(Stored dataset items)
● ● ● ● ● ● ●

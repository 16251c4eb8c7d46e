//! The resolved symbol table: symbolic name → qualified name.

use std::sync::Arc;

use indexmap::IndexMap;
use rustc_hash::FxHashMap;

use crate::base::QualifiedName;

/// The value a symbolic name maps to.
#[derive(Clone, Debug, PartialEq, Eq, Hash)]
#[cfg_attr(feature = "serde", derive(serde::Serialize, serde::Deserialize))]
#[cfg_attr(feature = "serde", serde(rename_all = "camelCase"))]
pub enum TableEntry {
    /// The member encodes as this qualified name.
    Resolved(QualifiedName),
    /// The unknown-value fallback; it has no qualified name of its own.
    Unknown,
}

impl TableEntry {
    /// The qualified name, if resolved.
    pub fn qualified_name(&self) -> Option<&QualifiedName> {
        match self {
            TableEntry::Resolved(qname) => Some(qname),
            TableEntry::Unknown => None,
        }
    }

    pub fn is_unknown(&self) -> bool {
        matches!(self, TableEntry::Unknown)
    }
}

/// An immutable, insertion-ordered qualified-name table for one enum type.
///
/// Only [`build`](super::build) constructs tables, so every instance upholds:
/// - resolved names are pairwise distinct
/// - at most one entry is [`TableEntry::Unknown`], and it is last
///
/// Forward lookups go through the ordered map; reverse lookups use a
/// pre-computed index.
#[derive(Clone, Debug, Default)]
pub struct ResolvedTable {
    /// Symbolic name → entry, in declaration order
    entries: IndexMap<Arc<str>, TableEntry>,
    /// Qualified name → symbolic name (reverse lookup)
    by_qname: FxHashMap<QualifiedName, Arc<str>>,
    /// Symbolic name of the unknown marker, if any
    unknown: Option<Arc<str>>,
}

impl ResolvedTable {
    /// Assemble a table from resolved entries and an optional unknown marker.
    ///
    /// The caller guarantees the invariants; see [`build`](super::build).
    pub(super) fn from_parts(
        resolved: IndexMap<Arc<str>, QualifiedName>,
        unknown: Option<Arc<str>>,
    ) -> Self {
        let by_qname = resolved
            .iter()
            .map(|(symbol, qname)| (qname.clone(), symbol.clone()))
            .collect();

        let mut entries: IndexMap<Arc<str>, TableEntry> = resolved
            .into_iter()
            .map(|(symbol, qname)| (symbol, TableEntry::Resolved(qname)))
            .collect();
        if let Some(marker) = &unknown {
            entries.insert(marker.clone(), TableEntry::Unknown);
        }

        Self {
            entries,
            by_qname,
            unknown,
        }
    }

    /// Look up the entry for a symbolic name.
    pub fn get(&self, symbolic_name: &str) -> Option<&TableEntry> {
        self.entries.get(symbolic_name)
    }

    /// Look up the qualified name a symbolic name encodes as.
    ///
    /// Returns `None` for unknown, excluded and unknown-marker members.
    pub fn qualified_name(&self, symbolic_name: &str) -> Option<&QualifiedName> {
        self.get(symbolic_name).and_then(TableEntry::qualified_name)
    }

    /// Decode a qualified name back to its symbolic name.
    ///
    /// When no resolved entry matches, falls back to the unknown marker.
    /// Returns `None` only if nothing matches and the type has no marker.
    pub fn symbol_for(&self, qname: &QualifiedName) -> Option<&str> {
        self.by_qname
            .get(qname)
            .or(self.unknown.as_ref())
            .map(|s| s.as_ref())
    }

    /// Decode a qualified name, without the unknown-marker fallback.
    pub fn symbol_for_exact(&self, qname: &QualifiedName) -> Option<&str> {
        self.by_qname.get(qname).map(|s| s.as_ref())
    }

    /// Symbolic name of the unknown-value marker.
    pub fn unknown_marker(&self) -> Option<&str> {
        self.unknown.as_deref()
    }

    /// Check if a symbolic name has an entry.
    pub fn contains(&self, symbolic_name: &str) -> bool {
        self.entries.contains_key(symbolic_name)
    }

    /// Iterate over entries in declaration order (unknown marker last).
    pub fn iter(&self) -> impl Iterator<Item = (&str, &TableEntry)> + '_ {
        self.entries.iter().map(|(symbol, entry)| (symbol.as_ref(), entry))
    }

    /// Iterate over the resolved qualified names, in declaration order.
    pub fn values(&self) -> impl Iterator<Item = &QualifiedName> + '_ {
        self.entries.values().filter_map(TableEntry::qualified_name)
    }

    /// Get the number of entries, including the unknown marker.
    pub fn len(&self) -> usize {
        self.entries.len()
    }

    /// Check if the table is empty.
    pub fn is_empty(&self) -> bool {
        self.entries.is_empty()
    }
}

/// Structural equality: same entries in the same order.
impl PartialEq for ResolvedTable {
    fn eq(&self, other: &Self) -> bool {
        self.entries.len() == other.entries.len()
            && self.entries.iter().eq(other.entries.iter())
    }
}

impl Eq for ResolvedTable {}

● ● ● ● ● ● ●

Reproduce exactly the entries above, limited to the lines from the one with "pub fn symbol_for(&self, qname: &QualifiedName)" through the one with "pub fn iter(&self)", both included.

Answer box:
    pub fn symbol_for(&self, qname: &QualifiedName) -> Option<&str> {
        self.by_qname
            .get(qname)
            .or(self.unknown.as_ref())
            .map(|s| s.as_ref())
    }

    /// Decode a qualified name, without the unknown-marker fallback.
    pub fn symbol_for_exact(&self, qname: &QualifiedName) -> Option<&str> {
        self.by_qname.get(qname).map(|s| s.as_ref())
    }

    /// Symbolic name of the unknown-value marker.
    pub fn unknown_marker(&self) -> Option<&str> {
        self.unknown.as_deref()
    }

    /// Check if a symbolic name has an entry.
    pub fn contains(&self, symbolic_name: &str) -> bool {
        self.entries.contains_key(symbolic_name)
    }

    /// Iterate over entries in declaration order (unknown marker last).
    pub fn iter(&self) -> impl Iterator<Item = (&str, &TableEntry)> + '_ {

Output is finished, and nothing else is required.